Kedua, meski tak pernah dipuji dan ingin dipuji, tapi lentera selalu memberi cahaya kebaikan untuk menerangi kehidupan makhluk. Lentera selalu ikhlas dalam melaksanakan tugas dan fungsinya. la tak pernah protes tatkala manusia meletakkannya di mana saja. la hanya melaksanakan tugasnya menerangi. Sementara manusia selalu ingin dipuji meski di tengah cahaya kemunafikan yang disuguhkan untuk menutupi kegagalan tugas dan fungsi yang diemban. Manusia selalu protes bila posisinya tak sesuai yang diharapkan. Kondisi ini mengakibatkan hadirnya keangkuhan (bak angkuhnya iblis) dan enggan melaksanakan tugasnya. Bila diletakkan pada posisi yang istimewa, mulai muncul keserakahan untuk menguasai lingkungan dengan sinar kemampuan tak seberapa yang dimiliki. Akhirnya, keserakahan yang menggelincirkannya tanpa sedikit sinar diberikan pada lingkungan.
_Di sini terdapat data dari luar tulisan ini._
use chrono::{DateTime, Utc};
use serde::{Deserialize, Serialize};
use uuid::Uuid;

#[derive(Debug, Clone, Serialize, Deserialize)]
pub struct UserProfile {
    pub id: Uuid,
    pub user_id: Uuid,
    pub username: String,
    pub display_name: String,
    pub bio: Option<String>,
    pub avatar_url: Option<String>,
    pub location: Option<String>,
    pub university: Option<String>,
    pub major: Option<String>,
    pub graduation_year: Option<i32>,
    pub linkedin_url: Option<String>,
    pub github_url: Option<String>,
    pub website_url: Option<String>,
    #[serde(default)]
    pub is_public: bool,
    pub created_at: DateTime<Utc>,
    pub updated_at: DateTime<Utc>,
}

#[derive(Debug, Clone, Copy, PartialEq, Eq, Serialize, Deserialize)]
#[serde(rename_all = "snake_case")]
pub enum FriendStatus {
    Pending,
    Accepted,
    Blocked,
}

#[derive(Debug, Clone, Serialize, Deserialize)]
pub struct FriendConnection {
    pub id: Uuid,
    /// The identity that sent the request.
    pub user_id: Uuid,
    /// The identity that received it.
    pub friend_id: Uuid,
    pub status: FriendStatus,
    pub created_at: DateTime<Utc>,
    pub updated_at: DateTime<Utc>,
}

/// Computed from public application counts — never stored.
#[derive(Debug, Clone, Serialize)]
pub struct LeaderboardEntry {
    pub user_id: Uuid,
    pub username: String,
    pub display_name: String,
    pub application_count: usize,
    pub rank: usize,
}
//! Axum route handlers for the Applications API.
//!
//! Thin shims over the lifecycle manager: extract the identity, delegate,
//! let `AppError` translate typed failures. The `store`/`degraded` tags in
//! every response body are what the UI renders as "saved locally".

use axum::{
    extract::{Path, State},
    http::StatusCode,
    Json,
};
use serde::Deserialize;
use uuid::Uuid;

use crate::errors::AppError;
use crate::identity::Identity;
use crate::lifecycle::{Deleted, Listing, Saved};
use crate::models::application::{ApplicationDraft, ApplicationPatch, ApplicationStatus};
use crate::state::AppState;

/// GET /api/v1/applications
pub async fn handle_list(
    State(state): State<AppState>,
    identity: Identity,
) -> Result<Json<Listing>, AppError> {
    let listing = state.lifecycle.list(&identity).await?;
    Ok(Json(listing))
}

/// POST /api/v1/applications
pub async fn handle_create(
    State(state): State<AppState>,
    identity: Identity,
    Json(draft): Json<ApplicationDraft>,
) -> Result<(StatusCode, Json<Saved>), AppError> {
    let saved = state.lifecycle.create(&identity, draft).await?;
    Ok((StatusCode::CREATED, Json(saved)))
}

/// POST /api/v1/applications/:id/advance
pub async fn handle_advance(
    State(state): State<AppState>,
    identity: Identity,
    Path(id): Path<Uuid>,
) -> Result<Json<Saved>, AppError> {
    let saved = state.lifecycle.advance(&identity, id).await?;
    Ok(Json(saved))
}

#[derive(Debug, Deserialize)]
pub struct SetStatusRequest {
    pub status: ApplicationStatus,
}

/// PUT /api/v1/applications/:id/status
pub async fn handle_set_status(
    State(state): State<AppState>,
    identity: Identity,
    Path(id): Path<Uuid>,
    Json(request): Json<SetStatusRequest>,
) -> Result<Json<Saved>, AppError> {
    let saved = state
        .lifecycle
        .set_status(&identity, id, request.status)
        .await?;
    Ok(Json(saved))
}

/// PATCH /api/v1/applications/:id
pub async fn handle_update_fields(
    State(state): State<AppState>,
    identity: Identity,
    Path(id): Path<Uuid>,
    Json(patch): Json<ApplicationPatch>,
) -> Result<Json<Saved>, AppError> {
    let saved = state.lifecycle.update_fields(&identity, id, patch).await?;
    Ok(Json(saved))
}

/// DELETE /api/v1/applications/:id
///
/// Idempotent; the body still reports which store took the delete.
pub async fn handle_delete(
    State(state): State<AppState>,
    identity: Identity,
    Path(id): Path<Uuid>,
) -> Result<Json<Deleted>, AppError> {
    let deleted = state.lifecycle.delete(&identity, id).await?;
    Ok(Json(deleted))
}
Ketiga, lentera era modern memiliki variasi warna yang beraneka ragam. Meski warna aslinya putih, tapi pakaian warna yang dipakaikan padanya membuat warnanya sesuai pakaian yang dipakaikan. Sungguh, ruh kebenaran semua manusia sama, hanya pakaian duniawi yang membuat warna asli berubah oleh kepentingan dunia sesaat. Kadang bisa warna hijau, kuning, merah, putih, bahkan hitam. Warna asli lentera yang putih bersih adalah Iambang akal budi yang fitrah. Namun, tatkala pakaian duniawi tak mampu menjaga warna asli yang selalu tunduk pada Allah, maka warna asli akan hilang dan kalah oleh pakaian “kepentingan nafsu dunia” yang membuat akal budi tertutupi.
Sungguh lentera mampu menjadi cermin kehidupan. Namun, cerminan lentera hanya mampu ditangkap bagi mereka yang memiliki cahaya. Pada mereka yang tak memiliki cahaya dalam diri, maka ia tak akan mampu bercermin dengan lentera. Bahkan, sinar lentera akan semakin redup oleh semakin tebalnya kegelapan pada diri. Bila cahaya lentera tak mampu memberikan cahaya, bagaimana mungkin mampu meraih cahaya Sang Pemilik Cahaya. Belajarlah dari lentera, gunakan cahayanya untuk menerangi diri menuju sumber cahaya Yang Maha Agung. Entahlah, sungguh kerdil rasanya diri dihadapan cahaya lentera. Bagaimana ketika mempertanggungjawabkan cahaya yang dinikmati selama ini pada Pemilik Cahaya ? Hanya manusia tawadhu l mampu memahami. Namun, bagi manusia yang angkuh, ia akan tenggelam oleh gelapnya diri di tengah sinar memancar dari lentera.